■ TASK BRIEF
Which of the lines below hold the word "toml"? Pull each of them out.

(RECORDS TO USE)

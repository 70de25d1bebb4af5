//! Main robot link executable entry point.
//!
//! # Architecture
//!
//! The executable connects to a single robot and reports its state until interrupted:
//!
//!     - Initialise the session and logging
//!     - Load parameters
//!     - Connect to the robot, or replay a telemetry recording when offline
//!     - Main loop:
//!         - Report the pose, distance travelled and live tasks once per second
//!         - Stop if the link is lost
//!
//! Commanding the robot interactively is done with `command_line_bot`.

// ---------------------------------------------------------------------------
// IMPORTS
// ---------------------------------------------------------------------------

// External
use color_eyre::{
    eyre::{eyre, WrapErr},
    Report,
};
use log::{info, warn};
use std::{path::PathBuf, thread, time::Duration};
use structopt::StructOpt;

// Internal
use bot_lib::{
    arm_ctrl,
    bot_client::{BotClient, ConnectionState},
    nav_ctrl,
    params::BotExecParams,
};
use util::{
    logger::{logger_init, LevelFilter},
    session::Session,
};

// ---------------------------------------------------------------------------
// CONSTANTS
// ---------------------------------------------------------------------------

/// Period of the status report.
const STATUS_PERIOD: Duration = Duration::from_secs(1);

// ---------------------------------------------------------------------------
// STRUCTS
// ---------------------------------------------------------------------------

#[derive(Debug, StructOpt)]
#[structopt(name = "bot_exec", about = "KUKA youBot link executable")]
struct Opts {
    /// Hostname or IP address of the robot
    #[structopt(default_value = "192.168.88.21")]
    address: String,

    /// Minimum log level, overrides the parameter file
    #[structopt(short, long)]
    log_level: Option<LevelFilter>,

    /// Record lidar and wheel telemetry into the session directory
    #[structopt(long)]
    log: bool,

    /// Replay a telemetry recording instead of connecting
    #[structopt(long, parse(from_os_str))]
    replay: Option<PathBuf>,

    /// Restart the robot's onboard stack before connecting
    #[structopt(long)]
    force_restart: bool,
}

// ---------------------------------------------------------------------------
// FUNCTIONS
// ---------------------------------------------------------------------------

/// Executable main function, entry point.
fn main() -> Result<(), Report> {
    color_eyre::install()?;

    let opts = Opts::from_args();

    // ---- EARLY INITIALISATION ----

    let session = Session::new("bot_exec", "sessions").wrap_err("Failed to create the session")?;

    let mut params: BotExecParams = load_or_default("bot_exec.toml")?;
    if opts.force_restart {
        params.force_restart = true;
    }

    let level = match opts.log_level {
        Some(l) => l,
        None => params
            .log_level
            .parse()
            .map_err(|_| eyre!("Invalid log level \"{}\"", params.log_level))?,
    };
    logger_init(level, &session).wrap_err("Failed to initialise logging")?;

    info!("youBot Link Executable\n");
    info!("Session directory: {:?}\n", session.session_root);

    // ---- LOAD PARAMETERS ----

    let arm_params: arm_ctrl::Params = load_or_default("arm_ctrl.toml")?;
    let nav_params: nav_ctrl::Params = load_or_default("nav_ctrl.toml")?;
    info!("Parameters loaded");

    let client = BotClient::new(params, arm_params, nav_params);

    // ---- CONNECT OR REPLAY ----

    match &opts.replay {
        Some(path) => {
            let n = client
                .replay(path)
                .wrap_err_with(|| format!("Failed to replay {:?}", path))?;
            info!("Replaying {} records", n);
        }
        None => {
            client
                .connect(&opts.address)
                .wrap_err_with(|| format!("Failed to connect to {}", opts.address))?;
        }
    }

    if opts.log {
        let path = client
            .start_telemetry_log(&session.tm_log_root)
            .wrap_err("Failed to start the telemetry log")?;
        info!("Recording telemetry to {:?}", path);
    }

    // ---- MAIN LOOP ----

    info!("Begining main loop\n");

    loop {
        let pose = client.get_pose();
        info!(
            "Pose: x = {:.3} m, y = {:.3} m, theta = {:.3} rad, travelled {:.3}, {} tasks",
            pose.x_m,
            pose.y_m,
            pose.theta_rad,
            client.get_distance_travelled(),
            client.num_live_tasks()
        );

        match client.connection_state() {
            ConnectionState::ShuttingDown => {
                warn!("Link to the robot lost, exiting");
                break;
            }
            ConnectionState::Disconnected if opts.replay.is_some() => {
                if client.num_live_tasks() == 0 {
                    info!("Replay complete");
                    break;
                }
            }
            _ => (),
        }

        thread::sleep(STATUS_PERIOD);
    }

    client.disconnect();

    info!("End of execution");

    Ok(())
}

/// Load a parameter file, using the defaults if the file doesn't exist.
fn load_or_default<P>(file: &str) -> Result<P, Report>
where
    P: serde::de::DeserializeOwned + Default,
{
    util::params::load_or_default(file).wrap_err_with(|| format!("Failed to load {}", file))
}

(End RECORDS TO USE)
(RECORDS TO USE)

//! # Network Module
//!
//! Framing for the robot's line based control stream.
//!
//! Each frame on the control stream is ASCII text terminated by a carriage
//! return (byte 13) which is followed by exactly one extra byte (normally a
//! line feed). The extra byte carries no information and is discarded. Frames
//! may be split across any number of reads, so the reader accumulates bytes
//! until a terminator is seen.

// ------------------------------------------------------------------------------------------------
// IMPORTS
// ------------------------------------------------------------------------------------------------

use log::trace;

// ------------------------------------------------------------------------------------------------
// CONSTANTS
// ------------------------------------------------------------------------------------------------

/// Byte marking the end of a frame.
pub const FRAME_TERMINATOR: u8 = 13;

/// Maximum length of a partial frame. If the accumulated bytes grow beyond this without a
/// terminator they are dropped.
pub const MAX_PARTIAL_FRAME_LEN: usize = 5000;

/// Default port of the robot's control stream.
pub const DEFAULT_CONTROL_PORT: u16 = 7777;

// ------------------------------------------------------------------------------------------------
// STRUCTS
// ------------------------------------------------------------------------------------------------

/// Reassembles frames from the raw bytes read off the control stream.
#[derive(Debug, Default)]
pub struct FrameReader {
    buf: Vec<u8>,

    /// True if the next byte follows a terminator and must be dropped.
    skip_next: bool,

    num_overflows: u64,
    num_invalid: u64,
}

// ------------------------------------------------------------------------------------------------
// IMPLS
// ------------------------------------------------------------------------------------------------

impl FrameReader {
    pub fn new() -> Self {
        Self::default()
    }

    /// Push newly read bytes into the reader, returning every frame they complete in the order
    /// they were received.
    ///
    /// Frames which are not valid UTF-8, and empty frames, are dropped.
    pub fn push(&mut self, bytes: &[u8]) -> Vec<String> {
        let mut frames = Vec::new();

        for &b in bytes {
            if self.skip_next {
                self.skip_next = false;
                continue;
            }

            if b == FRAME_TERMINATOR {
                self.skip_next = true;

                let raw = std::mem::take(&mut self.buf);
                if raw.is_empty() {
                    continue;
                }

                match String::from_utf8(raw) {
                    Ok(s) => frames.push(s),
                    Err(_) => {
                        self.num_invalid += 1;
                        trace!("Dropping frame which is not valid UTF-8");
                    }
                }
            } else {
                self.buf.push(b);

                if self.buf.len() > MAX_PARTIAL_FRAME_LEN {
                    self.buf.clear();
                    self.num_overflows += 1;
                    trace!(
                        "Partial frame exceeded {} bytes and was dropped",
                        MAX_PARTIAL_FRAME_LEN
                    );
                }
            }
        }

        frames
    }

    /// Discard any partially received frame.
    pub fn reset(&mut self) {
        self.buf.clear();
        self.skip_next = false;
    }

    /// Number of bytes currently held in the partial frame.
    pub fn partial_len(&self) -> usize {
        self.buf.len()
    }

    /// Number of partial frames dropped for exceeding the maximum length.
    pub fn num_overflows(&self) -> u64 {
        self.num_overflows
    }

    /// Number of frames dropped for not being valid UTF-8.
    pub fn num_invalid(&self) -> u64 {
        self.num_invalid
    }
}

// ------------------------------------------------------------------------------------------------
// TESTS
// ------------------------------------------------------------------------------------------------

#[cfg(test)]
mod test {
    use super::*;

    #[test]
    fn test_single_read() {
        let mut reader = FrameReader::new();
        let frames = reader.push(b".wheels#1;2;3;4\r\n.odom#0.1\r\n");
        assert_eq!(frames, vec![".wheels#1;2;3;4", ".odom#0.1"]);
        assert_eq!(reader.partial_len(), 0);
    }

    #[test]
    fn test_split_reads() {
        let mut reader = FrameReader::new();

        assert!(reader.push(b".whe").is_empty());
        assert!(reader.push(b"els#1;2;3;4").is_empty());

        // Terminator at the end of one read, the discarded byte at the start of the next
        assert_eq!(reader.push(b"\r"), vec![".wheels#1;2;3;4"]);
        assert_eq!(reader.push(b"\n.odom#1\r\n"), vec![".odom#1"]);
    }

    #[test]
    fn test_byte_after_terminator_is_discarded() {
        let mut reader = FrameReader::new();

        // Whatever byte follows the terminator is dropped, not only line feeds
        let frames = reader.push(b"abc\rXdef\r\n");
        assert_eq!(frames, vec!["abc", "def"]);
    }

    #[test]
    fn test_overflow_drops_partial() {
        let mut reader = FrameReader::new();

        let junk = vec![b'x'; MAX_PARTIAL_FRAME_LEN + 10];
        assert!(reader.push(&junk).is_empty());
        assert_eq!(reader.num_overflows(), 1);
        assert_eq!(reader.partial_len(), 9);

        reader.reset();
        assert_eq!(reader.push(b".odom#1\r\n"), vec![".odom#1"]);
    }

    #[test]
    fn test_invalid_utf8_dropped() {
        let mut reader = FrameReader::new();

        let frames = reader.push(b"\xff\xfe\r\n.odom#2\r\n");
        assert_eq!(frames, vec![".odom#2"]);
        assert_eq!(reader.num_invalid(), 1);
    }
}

(End RECORDS TO USE)

■ SOLUTION TO THIS PROBLEM
    let mut params: BotExecParams = load_or_default("bot_exec.toml")?;
    let arm_params: arm_ctrl::Params = load_or_default("arm_ctrl.toml")?;
    let nav_params: nav_ctrl::Params = load_or_default("nav_ctrl.toml")?;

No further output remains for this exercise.